Before it all goes to hell (so to speak), Wasserman's explicit descriptions of that buzz of discovery of new possibilities in nascent adulthood are a dizzying rush of sensations. Through the eyes of Dex, the experience is scary at first, wild with abandonment as confidence grows and then scary again as the awareness of unconsidered consequences becomes a reality. Girls on Fire however is not just a rites of passage novel nor, so it claims, a precautionary tale either. There has been a death at the school and it carries resonances and implications that run beneath the surface. Not so much from a murder-mystery perspective - it's presumed to be a suicide - as much as it represents that dark underlying layer of fear and the unknown that Dex has embarked upon. And then there's Lacey, and there's a lot going on there that Dex really knows very little about.

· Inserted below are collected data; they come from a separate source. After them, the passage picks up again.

//! 验收谓词求值：针对外部文件系统，而不是黑板记录

use std::path::Path;

use crate::blackboard::{normalize_relative, AcceptanceCheck};

/// 全部谓词成立才算通过；空列表永不通过
pub fn acceptance_met(base_dir: &Path, checks: &[AcceptanceCheck]) -> bool {
    !checks.is_empty() && checks.iter().all(|c| holds(base_dir, c))
}

fn holds(base_dir: &Path, check: &AcceptanceCheck) -> bool {
    match check {
        AcceptanceCheck::FileExists { path } => normalize_relative(path)
            .filter(|parts| !parts.is_empty())
            .map(|parts| base_dir.join(parts.join("/")).is_file())
            .unwrap_or(false),
    }
}

#[cfg(test)]
mod tests {
    use super::*;

    fn exists(path: &str) -> AcceptanceCheck {
        AcceptanceCheck::FileExists { path: path.into() }
    }

    #[test]
    fn test_all_must_hold() {
        let dir = tempfile::tempdir().unwrap();
        std::fs::create_dir_all(dir.path().join("out")).unwrap();
        std::fs::write(dir.path().join("out/mcp.md"), "x").unwrap();
        assert!(acceptance_met(dir.path(), &[exists("out/mcp.md")]));
        assert!(!acceptance_met(
            dir.path(),
            &[exists("out/mcp.md"), exists("out/review.md")]
        ));
    }

    #[test]
    fn test_empty_list_never_holds() {
        let dir = tempfile::tempdir().unwrap();
        assert!(!acceptance_met(dir.path(), &[]));
    }

    #[test]
    fn test_directories_and_escapes_do_not_count() {
        let dir = tempfile::tempdir().unwrap();
        std::fs::create_dir_all(dir.path().join("out")).unwrap();
        assert!(!acceptance_met(dir.path(), &[exists("out")]));
        assert!(!acceptance_met(dir.path(), &[exists("../etc/passwd")]));
    }
}
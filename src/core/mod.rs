//! 公共基础：存储错误类型、时钟

pub mod clock;
pub mod error;

pub use clock::{Clock, ManualClock, SystemClock};
pub use error::StoreError;
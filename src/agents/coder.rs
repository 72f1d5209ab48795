//! Coder：读 notes，把要点压缩成限定词数的摘要并附最多两条出处，写到 out_path

use std::sync::Arc;

use async_trait::async_trait;
use serde_json::{json, Value};

use crate::agents::support::{extract_urls, sandbox_relative, ToolSession};
use crate::blackboard::{NewArtifact, StateStore, SubtaskOutput, SubtaskStatus, SubtaskUpdate};
use crate::client::CallClient;
use crate::supervisor::Handler;

const ROLE: &str = "coder";

pub struct Coder {
    client: Arc<CallClient>,
}

impl Coder {
    pub fn new(client: Arc<CallClient>) -> Self {
        Self { client }
    }
}

/// 取 `- ` 开头的行作为要点，截断到 max_words 个词，再追加出处行
pub(crate) fn summarize(notes: &str, max_words: usize) -> (String, Vec<String>) {
    let bullets: Vec<&str> = notes
        .lines()
        .map(str::trim)
        .filter(|l| l.starts_with("- "))
        .map(|l| l.trim_start_matches(['-', ' ']).trim())
        .collect();
    let words: Vec<&str> = bullets.iter().flat_map(|b| b.split_whitespace()).collect();
    let mut summary = words
        .iter()
        .take(max_words)
        .copied()
        .collect::<Vec<_>>()
        .join(" ");
    let cites = extract_urls(notes, 2);
    if !cites.is_empty() {
        summary.push_str("\n\nSources: ");
        summary.push_str(&cites.join("; "));
    }
    summary.push('\n');
    (summary, cites)
}

#[async_trait]
impl Handler for Coder {
    fn role(&self) -> &str {
        ROLE
    }

    async fn handle(&self, store: &mut dyn StateStore, subtask_id: &str) -> anyhow::Result<()> {
        let st = store.subtask(subtask_id)?;
        let out_rel = st.input_str("out_path").unwrap_or("mcp.md").to_string();
        let source_path = st.input_str("source_path").map(String::from);
        let summary_words = st.input_u64("summary_words").unwrap_or(120) as usize;
        let content = st.input_str("content").map(String::from);
        let prefix = store.output_root().prefix().to_string();

        let session = ToolSession {
            client: &self.client,
            role: ROLE,
            subtask: subtask_id,
        };

        let (text, citations) = match source_path {
            Some(source) => {
                let rel = sandbox_relative(&source, &prefix);
                let read = session
                    .call(store, "file_read_safe", json!({ "path": rel }))
                    .await?;
                let notes = match read {
                    Ok(s) => s
                        .result
                        .get("text")
                        .and_then(Value::as_str)
                        .unwrap_or_default()
                        .to_string(),
                    Err(f) => {
                        return session.fail(store, "derive_error", &format!("read failed: {}", f.message))
                    }
                };
                summarize(&notes, summary_words)
            }
            None => (content.unwrap_or_else(|| "Hello from Coder!\n".to_string()), Vec::new()),
        };

        let written = session.write_locked(store, &out_rel, &text).await?;
        let out_path = match written {
            Ok(s) => match s.result.get("path").and_then(Value::as_str) {
                Some(p) => p.to_string(),
                None => return session.fail(store, "derive_error", "write failed: no path in response"),
            },
            Err(f) => return session.fail(store, "derive_error", &format!("write failed: {}", f.message)),
        };

        let name = out_rel.rsplit('/').next().unwrap_or(&out_rel).to_string();
        let aid = store.add_artifact(NewArtifact::new("derived", name, &out_path, ROLE))?;
        let now = store.now();
        store.update_subtask(
            subtask_id,
            SubtaskUpdate::status(SubtaskStatus::Done)
                .with_output(SubtaskOutput {
                    summary: format!("Wrote {out_path}"),
                    artifacts: vec![aid.clone()],
                    citations,
                })
                .finished(now),
        )?;
        store.add_message(
            ROLE,
            "derive_result",
            &format!("Created {out_path}"),
            vec![subtask_id.to_string(), aid],
        )?;
        Ok(())
    }
}
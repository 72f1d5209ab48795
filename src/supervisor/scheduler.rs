//! 单线程调度器
//!
//! tick 每次只做一件事，优先级：预算 → 验收 → 派发 → 计划 → 停机。
//! 除预算的墙钟检查外没有任何不确定分支；已验收的运行再次 tick 不产生任何变更。

use serde::Serialize;
use tokio_util::sync::CancellationToken;

use crate::blackboard::{StateStore, SubtaskStatus, SubtaskUpdate};
use crate::core::clock::secs_between;
use crate::core::StoreError;
use crate::supervisor::acceptance::acceptance_met;
use crate::supervisor::handler::HandlerRegistry;
use crate::supervisor::planner::{default_rules, PlanRule};

const ACTOR: &str = "supervisor";

#[derive(Debug, Clone, Copy, PartialEq, Eq, Serialize)]
#[serde(rename_all = "snake_case")]
pub enum StopReason {
    Ok,
    BudgetExceeded,
    HaltedNoAcceptance,
    Cancelled,
}

impl StopReason {
    pub fn as_str(self) -> &'static str {
        match self {
            StopReason::Ok => "ok",
            StopReason::BudgetExceeded => "budget_exceeded",
            StopReason::HaltedNoAcceptance => "halted_no_acceptance",
            StopReason::Cancelled => "cancelled",
        }
    }
}

impl std::fmt::Display for StopReason {
    fn fmt(&self, f: &mut std::fmt::Formatter<'_>) -> std::fmt::Result {
        f.write_str(self.as_str())
    }
}

#[derive(Debug, Clone, Copy, PartialEq, Eq)]
pub enum Directive {
    Continue,
    Stop(StopReason),
}

/// run 的结果：停止原因与执行的 tick 数
#[derive(Debug, Clone, Copy, PartialEq, Eq, Serialize)]
pub struct RunOutcome {
    pub reason: StopReason,
    pub ticks: u64,
}

pub struct Supervisor {
    handlers: HandlerRegistry,
    rules: Vec<PlanRule>,
}

impl Supervisor {
    pub fn new(handlers: HandlerRegistry) -> Self {
        Self::with_rules(handlers, default_rules())
    }

    pub fn with_rules(handlers: HandlerRegistry, rules: Vec<PlanRule>) -> Self {
        Self { handlers, rules }
    }

    pub async fn tick(&self, store: &mut dyn StateStore) -> Result<Directive, StoreError> {
        if let Some(reason) = self.budget_exhausted(store) {
            tracing::warn!(reason = %reason, "budget exceeded, stopping");
            store.add_message(ACTOR, "status", &format!("Budget exceeded: {reason}"), Vec::new())?;
            return Ok(Directive::Stop(StopReason::BudgetExceeded));
        }

        if acceptance_met(store.base_dir(), &store.run().task.acceptance) {
            tracing::info!(run_id = %store.run().run_id, "acceptance met");
            return Ok(Directive::Stop(StopReason::Ok));
        }

        if let Some(id) = store.run().first_runnable().map(|st| st.id.clone()) {
            self.dispatch(store, &id).await?;
            return Ok(Directive::Continue);
        }

        let planned = self.rules.iter().find(|r| r.applies(store.run()));
        if let Some(rule) = planned {
            let run = store.run();
            let input = rule.input(run);
            let depends_on = rule.depends_on(run);
            let note = rule.describe(run);
            let id = store.add_subtask(&rule.owner, &rule.kind, input, depends_on)?;
            store.add_message(ACTOR, "plan", &note, vec![id.clone()])?;
            store.record_step()?;
            tracing::info!(subtask = %id, kind = %rule.kind, owner = %rule.owner, "planned");
            return Ok(Directive::Continue);
        }

        store.add_message(
            ACTOR,
            "status",
            "No acceptance and no more work to plan; halting",
            Vec::new(),
        )?;
        tracing::warn!("no runnable or plannable work, halting");
        Ok(Directive::Stop(StopReason::HaltedNoAcceptance))
    }

    /// 反复 tick 直到停止；取消只在两次 tick 之间生效
    pub async fn run(
        &self,
        store: &mut dyn StateStore,
        cancel: &CancellationToken,
    ) -> Result<RunOutcome, StoreError> {
        let mut ticks = 0;
        loop {
            if cancel.is_cancelled() {
                store.add_message(ACTOR, "status", "Cancelled by driver", Vec::new())?;
                return Ok(RunOutcome {
                    reason: StopReason::Cancelled,
                    ticks,
                });
            }
            let directive = self.tick(store).await?;
            ticks += 1;
            if let Directive::Stop(reason) = directive {
                tracing::info!(reason = %reason, ticks, "run stopped");
                return Ok(RunOutcome { reason, ticks });
            }
        }
    }

    fn budget_exhausted(&self, store: &dyn StateStore) -> Option<String> {
        let run = store.run();
        let budget = &run.task.budget;
        if run.metrics.steps >= budget.max_steps {
            return Some(format!("steps {} >= {}", run.metrics.steps, budget.max_steps));
        }
        if run.metrics.tool_calls >= budget.max_tool_calls {
            return Some(format!(
                "tool_calls {} >= {}",
                run.metrics.tool_calls, budget.max_tool_calls
            ));
        }
        let elapsed = secs_between(run.created_at, store.now());
        if elapsed >= budget.max_seconds as f64 {
            return Some(format!("elapsed {elapsed:.1}s >= {}s", budget.max_seconds));
        }
        None
    }

    async fn dispatch(&self, store: &mut dyn StateStore, id: &str) -> Result<(), StoreError> {
        store.record_step()?;
        let now = store.now();
        store.update_subtask(id, SubtaskUpdate::status(SubtaskStatus::InProgress).started(now))?;
        let owner = store.subtask(id)?.owner.clone();

        let Some(handler) = self.handlers.get(&owner) else {
            tracing::error!(subtask = %id, owner = %owner, "no handler registered");
            store.add_message(ACTOR, "error", &format!("No handler for role {owner}"), vec![id.to_string()])?;
            return self.fail(store, id);
        };

        tracing::info!(subtask = %id, owner = %owner, "dispatching");
        match handler.handle(store, id).await {
            Ok(()) => {
                // handler 必须把子任务推进到终态
                if !store.subtask(id)?.status.is_terminal() {
                    store.add_message(
                        ACTOR,
                        "error",
                        &format!("Handler {owner} left {id} in progress"),
                        vec![id.to_string()],
                    )?;
                    self.fail(store, id)?;
                }
                Ok(())
            }
            Err(e) => {
                // 存储本身坏了（I/O、序列化、损坏）时无法再记账，直接中止
                let e = match e.downcast::<StoreError>() {
                    Ok(err) if !err.is_structural() => {
                        tracing::error!(subtask = %id, owner = %owner, error = %err, "store failure inside handler");
                        return Err(err);
                    }
                    Ok(err) => anyhow::Error::new(err),
                    Err(e) => e,
                };
                tracing::error!(subtask = %id, owner = %owner, error = %e, "handler failed");
                self.fail(store, id)?;
                store.add_message(ACTOR, "error", &format!("Handler error: {e:#}"), vec![id.to_string()])?;
                Ok(())
            }
        }
    }

    fn fail(&self, store: &mut dyn StateStore, id: &str) -> Result<(), StoreError> {
        let attempts = store.subtask(id)?.attempts + 1;
        let now = store.now();
        store.update_subtask(
            id,
            SubtaskUpdate::status(SubtaskStatus::Failed)
                .with_attempts(attempts)
                .finished(now),
        )
    }
}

Lacey's perspective is given in first-person alternative chapters, and it presents a much darker reality to the experience of family, influences and friendships. Dex and Lacey's partnership evidently is not an equal one, but it's a vital one, a combination of opposite elements that react in such an explosive way that has the potential to set the world on fire. This is the all-important subject that the novel explores, and it's drawn out and underlined brilliantly by the time we get to the conclusion. Empowerment is one thing, and we all know that too much power can corrupt, but the realisation of just how much power women can wield and the devastation it can wreak is something of a revelation. It's perhaps a secret best kept quiet and contained within boundaries ...until the next outsider idol comes along and sets it all off again.